• [Given information]
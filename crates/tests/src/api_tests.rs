use axum::http::StatusCode;
use pretty_assertions::assert_eq;
use serde_json::json;

use crate::common::{get, patch_json, seed_case, test_app};

#[tokio::test]
async fn health_reports_ok() {
    let app = test_app();

    let resp = get(&app, "/health", None).await;

    assert_eq!(resp.status, StatusCode::OK);
    let body = resp.json();
    assert_eq!(body["status"], "ok");
    assert_eq!(body["db"], "connected");
}

#[tokio::test]
async fn health_notes_an_unreachable_store() {
    let app = test_app();
    app.backend.set_unavailable(true);

    let resp = get(&app, "/health", None).await;

    assert_eq!(resp.status, StatusCode::OK);
    assert_eq!(resp.json()["db"], "unreachable");
}

#[tokio::test]
async fn api_reference_is_served() {
    let app = test_app();
    let resp = get(&app, "/docs", None).await;
    assert_eq!(resp.status, StatusCode::OK);
}

#[tokio::test]
async fn missing_list_is_public_json() {
    let app = test_app();
    let case = seed_case(&app, app.reporter.id, "Lucy", "Wambui").await;

    let resp = get(&app, "/api/cases/missing", None).await;

    assert_eq!(resp.status, StatusCode::OK);
    let rows = resp.json();
    assert_eq!(rows.as_array().map(Vec::len), Some(1));
    assert_eq!(rows[0]["case_number"], case.case_number.as_str());
    assert_eq!(rows[0]["status"], "pending");
}

#[tokio::test]
async fn list_failure_is_a_server_error() {
    let app = test_app();
    app.backend.set_unavailable(true);

    let resp = get(&app, "/api/cases/unidentified", None).await;

    assert_eq!(resp.status, StatusCode::INTERNAL_SERVER_ERROR);
}

#[tokio::test]
async fn single_case_lookup() {
    let app = test_app();
    let case = seed_case(&app, app.reporter.id, "Lucy", "Wambui").await;

    let resp = get(&app, &format!("/api/cases/{}", case.case_number), None).await;
    assert_eq!(resp.status, StatusCode::OK);
    assert_eq!(resp.json()["legal_first_name"], "Lucy");

    let resp = get(&app, "/api/cases/MSP-1999-99999", None).await;
    assert_eq!(resp.status, StatusCode::NOT_FOUND);
}

#[tokio::test]
async fn status_patch_requires_a_session() {
    let app = test_app();
    let case = seed_case(&app, app.reporter.id, "Lucy", "Wambui").await;

    let resp = patch_json(
        &app,
        &format!("/api/cases/{}/status", case.case_number),
        json!({ "status": "closed" }),
        None,
    )
    .await;

    assert_eq!(resp.status, StatusCode::UNAUTHORIZED);
}

#[tokio::test]
async fn status_patch_requires_an_agent() {
    let app = test_app();
    let case = seed_case(&app, app.reporter.id, "Lucy", "Wambui").await;

    let resp = patch_json(
        &app,
        &format!("/api/cases/{}/status", case.case_number),
        json!({ "status": "closed" }),
        Some(&app.reporter_cookie()),
    )
    .await;

    assert_eq!(resp.status, StatusCode::FORBIDDEN);
}

#[tokio::test]
async fn agent_patches_status() {
    let app = test_app();
    let case = seed_case(&app, app.reporter.id, "Lucy", "Wambui").await;
    let uri = format!("/api/cases/{}/status", case.case_number);

    let resp = patch_json(&app, &uri, json!({ "status": "active" }), Some(&app.agent_cookie())).await;
    assert_eq!(resp.status, StatusCode::OK);
    assert_eq!(resp.json()["status"], "active");

    let resp = patch_json(&app, &uri, json!({ "status": "found" }), Some(&app.agent_cookie())).await;
    assert_eq!(resp.status, StatusCode::BAD_REQUEST);
}
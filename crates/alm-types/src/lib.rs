//! # alm-types
//!
//! Shared domain types for the Ansible log monitor.
//!
//! - Log statements: raw blocks and extracted error statements
//! - Knowledge-base records served by the RAG index
//! - Alerts: log entries and the enriched records produced from them
//! - Settings: layered configuration

pub mod alert;
pub mod config;
pub mod error;
pub mod log;
pub mod record;

pub use alert::{Alert, LogEntry};
pub use config::{EmbeddingSettings, RagSettings, Settings, StorageBackend, StorageSettings};
pub use error::AlmError;
pub use log::{DetectedLevel, ErrorStatement, LogBlock, MAX_MESSAGE_CHARS};
pub use record::ErrorRecord;
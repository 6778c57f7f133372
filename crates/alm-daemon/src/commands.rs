//! Command implementations for the `alm` binary.

use std::fs;

use anyhow::{Context, Result};
use tracing::{info, warn};

use alm_agents::{retrieve_cheat_sheet_context, Services};
use alm_ingest::extract_statements;
use alm_types::{ErrorStatement, Settings};

/// Load configuration and install the tracing subscriber.
///
/// `RUST_LOG` wins over the configured level; `log_level_override` wins
/// over the config file and environment.
pub fn init(config_path: Option<&str>, log_level_override: Option<&str>) -> Result<Settings> {
    let mut settings = Settings::load(config_path).context("Failed to load configuration")?;
    if let Some(log_level) = log_level_override {
        settings.log_level = log_level.to_string();
    }

    let subscriber = tracing_subscriber::fmt()
        .with_env_filter(
            tracing_subscriber::EnvFilter::try_from_default_env()
                .unwrap_or_else(|_| tracing_subscriber::EnvFilter::new(&settings.log_level)),
        )
        .with_writer(std::io::stderr)
        .finish();
    tracing::subscriber::set_global_default(subscriber)
        .context("Failed to set tracing subscriber")?;

    Ok(settings)
}

/// Render extracted statements, one block per statement or a JSON array.
pub fn render_statements(statements: &[ErrorStatement], json: bool) -> Result<String> {
    if json {
        return serde_json::to_string_pretty(statements).context("Failed to serialize statements");
    }

    let mut out = String::new();
    for (i, statement) in statements.iter().enumerate() {
        out.push_str(&format!(
            "[{}] level={} host={}\n{}\n\n",
            i + 1,
            statement.level,
            statement.host.as_deref().unwrap_or("-"),
            statement.message
        ));
    }
    Ok(out)
}

/// Print the error statements of a log file.
pub fn extract_file(path: &str, json: bool) -> Result<()> {
    let raw = fs::read_to_string(path).with_context(|| format!("Failed to read {path}"))?;
    let statements = extract_statements(&raw);
    info!(file = path, statements = statements.len(), "Extracted error statements");
    print!("{}", render_statements(&statements, json)?);
    Ok(())
}

/// Returns whether a READY build is published.
pub async fn check_ready(settings: &Settings) -> Result<bool> {
    let services = Services::init(settings).context("Failed to initialize services")?;
    let ready = services.loader().check_ready().await;
    println!("{}", if ready { "ready" } else { "not ready" });
    services.shutdown().await;
    Ok(ready)
}

/// Poll until ready; returns whether the index became ready in time.
pub async fn wait_ready(settings: &Settings, timeout_secs: Option<u64>) -> Result<bool> {
    let mut settings = settings.clone();
    if let Some(secs) = timeout_secs {
        settings.rag.ready_timeout_secs = secs;
    }
    let services = Services::init(&settings).context("Failed to initialize services")?;
    let ready = services.wait_for_index().await;
    println!("{}", if ready { "ready" } else { "timed out" });
    services.shutdown().await;
    Ok(ready)
}

/// Load the published bundle and print its summary.
pub async fn load_index(settings: &Settings) -> Result<()> {
    let services = Services::init(settings).context("Failed to initialize services")?;
    let bundle = services
        .loader()
        .load()
        .await
        .context("Failed to load RAG index")?;

    println!("build_id: {}", bundle.build_id().unwrap_or("unknown"));
    println!("model: {}", bundle.model_name().unwrap_or("unknown"));
    println!("dimension: {}", bundle.dimension());
    println!("vectors: {}", bundle.vector_count());
    println!("records: {}", bundle.record_count());
    services.shutdown().await;
    Ok(())
}

/// Embed `text` and print the formatted context.
///
/// A bundle that cannot be loaded is logged and the command continues, so
/// the output degrades to an empty context the same way an alert would.
pub async fn print_context(settings: &Settings, text: &str, k: Option<usize>) -> Result<()> {
    let services = Services::init(settings).context("Failed to initialize services")?;
    if let Err(e) = services.loader().load().await {
        warn!(error = %e, "RAG index not loaded");
    }

    let k = k.unwrap_or(settings.rag.top_k);
    let context = retrieve_cheat_sheet_context(
        services.embedder().as_ref(),
        services.context(),
        text,
        k,
    )
    .await
    .context("Failed to build context")?;

    if context.is_empty() {
        warn!("No context retrieved");
    }
    print!("{context}");
    services.shutdown().await;
    Ok(())
}
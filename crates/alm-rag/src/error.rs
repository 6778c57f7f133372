//! RAG error types.

use thiserror::Error;

use crate::store::StoreError;

/// Errors surfaced by the index loader and the context builder.
#[derive(Debug, Error)]
pub enum RagError {
    /// The bucket or its build pointer does not exist; the build job has never run
    #[error("RAG index not initialized: bucket '{bucket}' has no build. Run the index build job first")]
    NotInitialized { bucket: String },

    /// The last build failed; a rebuild is required
    #[error("RAG index build failed: {message}. Run the index build job again")]
    BuildFailed { message: String },

    /// A build is in progress or the pointer is unusable; retry later
    #[error("RAG index is not ready: {reason}")]
    NotReady { reason: String },

    /// An artifact was fetched but could not be materialized
    #[error("RAG artifact '{artifact}' is corrupt: {reason}")]
    ArtifactCorrupt { artifact: String, reason: String },

    /// Query vector dimension disagrees with the loaded index
    #[error("Dimension mismatch: expected {expected}, got {actual}")]
    DimensionMismatch { expected: usize, actual: usize },

    /// Context requested before any bundle was loaded
    #[error("RAG index unavailable: no bundle has been loaded")]
    IndexUnavailable,
}

impl RagError {
    pub(crate) fn corrupt(artifact: impl Into<String>, reason: impl ToString) -> Self {
        RagError::ArtifactCorrupt {
            artifact: artifact.into(),
            reason: reason.to_string(),
        }
    }

    pub(crate) fn not_ready(reason: impl ToString) -> Self {
        RagError::NotReady {
            reason: reason.to_string(),
        }
    }

    /// Whether polling may eventually succeed without a rebuild.
    pub fn is_retryable(&self) -> bool {
        matches!(self, RagError::NotReady { .. })
    }

    /// Whether context retrieval may fall back to an empty context.
    pub fn is_unavailable(&self) -> bool {
        matches!(self, RagError::IndexUnavailable | RagError::NotReady { .. })
    }

    /// Classify a failure to fetch an artifact once the pointer said READY.
    pub(crate) fn from_artifact_fetch(artifact: &str, err: StoreError) -> Self {
        match err {
            StoreError::Transport(reason) => RagError::not_ready(format!(
                "could not download {artifact}: {reason}"
            )),
            other => RagError::corrupt(artifact, other),
        }
    }
}
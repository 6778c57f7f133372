//! Ansible log monitor CLI
//!
//! # Usage
//!
//! ```bash
//! alm extract <FILE> [--json]
//! alm check-ready
//! alm wait-ready [--timeout-secs N]
//! alm load
//! alm context --text <SUMMARY> [-k N]
//! ```
//!
//! # Configuration
//!
//! Configuration is loaded in order (later sources override earlier):
//! 1. Built-in defaults
//! 2. Config file (~/.config/alm/config.toml)
//! 3. Environment variables (ALM_*)
//! 4. CLI flags

use std::process::ExitCode;

use anyhow::Result;
use clap::Parser;

use alm_daemon::{
    check_ready, extract_file, init, load_index, print_context, wait_ready, Cli, Commands,
};

fn exit_code(ok: bool) -> ExitCode {
    if ok {
        ExitCode::SUCCESS
    } else {
        ExitCode::FAILURE
    }
}

#[tokio::main]
async fn main() -> Result<ExitCode> {
    let cli = Cli::parse();
    let settings = init(cli.config.as_deref(), cli.log_level.as_deref())?;

    match cli.command {
        Commands::Extract { file, json } => {
            extract_file(&file, json)?;
        }
        Commands::CheckReady => {
            return Ok(exit_code(check_ready(&settings).await?));
        }
        Commands::WaitReady { timeout_secs } => {
            return Ok(exit_code(wait_ready(&settings, timeout_secs).await?));
        }
        Commands::Load => {
            load_index(&settings).await?;
        }
        Commands::Context { text, k } => {
            print_context(&settings, &text, k).await?;
        }
    }

    Ok(ExitCode::SUCCESS)
}
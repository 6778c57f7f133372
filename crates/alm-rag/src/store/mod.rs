//! Object storage capability.
//!
//! The loader only needs three operations: probe a bucket, read a small
//! object into memory, and stream a large one to a local file.

mod local;
mod s3;

use std::path::Path;
use std::sync::Arc;

use async_trait::async_trait;
use thiserror::Error;

use alm_types::{Settings, StorageBackend};

pub use local::LocalObjectStore;
pub use s3::{S3Config, S3ObjectStore};

/// Errors returned by an [`ObjectStore`].
#[derive(Debug, Error)]
pub enum StoreError {
    #[error("Bucket not found: {0}")]
    NoSuchBucket(String),

    #[error("Object not found: {bucket}/{key}")]
    NoSuchKey { bucket: String, key: String },

    /// Network or protocol failure talking to the store
    #[error("Transport error: {0}")]
    Transport(String),

    #[error("IO error: {0}")]
    Io(#[from] std::io::Error),

    /// The store cannot be constructed from the given settings
    #[error("Store configuration error: {0}")]
    Config(String),
}

/// Read access to a bucketed object store.
#[async_trait]
pub trait ObjectStore: Send + Sync {
    async fn bucket_exists(&self, bucket: &str) -> Result<bool, StoreError>;

    /// Read a whole object into memory.
    async fn get_object(&self, bucket: &str, key: &str) -> Result<Vec<u8>, StoreError>;

    /// Write an object to `dest`, returning the number of bytes written.
    async fn download_to(&self, bucket: &str, key: &str, dest: &Path) -> Result<u64, StoreError>;
}

/// Build the object store selected by `storage.backend`.
pub fn store_from_settings(settings: &Settings) -> Result<Arc<dyn ObjectStore>, StoreError> {
    match settings.storage.backend {
        StorageBackend::Local => Ok(Arc::new(LocalObjectStore::new(
            settings.expanded_local_root(),
        ))),
        StorageBackend::S3 => {
            let config = S3Config::from_settings(&settings.storage)?;
            Ok(Arc::new(S3ObjectStore::new(config)?))
        }
    }
}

• [What needs to be done] Copy out every line from the data above that has "ToString" in it.

• [Reply to the exercise]
    pub(crate) fn corrupt(artifact: impl Into<String>, reason: impl ToString) -> Self {
    pub(crate) fn not_ready(reason: impl ToString) -> Self {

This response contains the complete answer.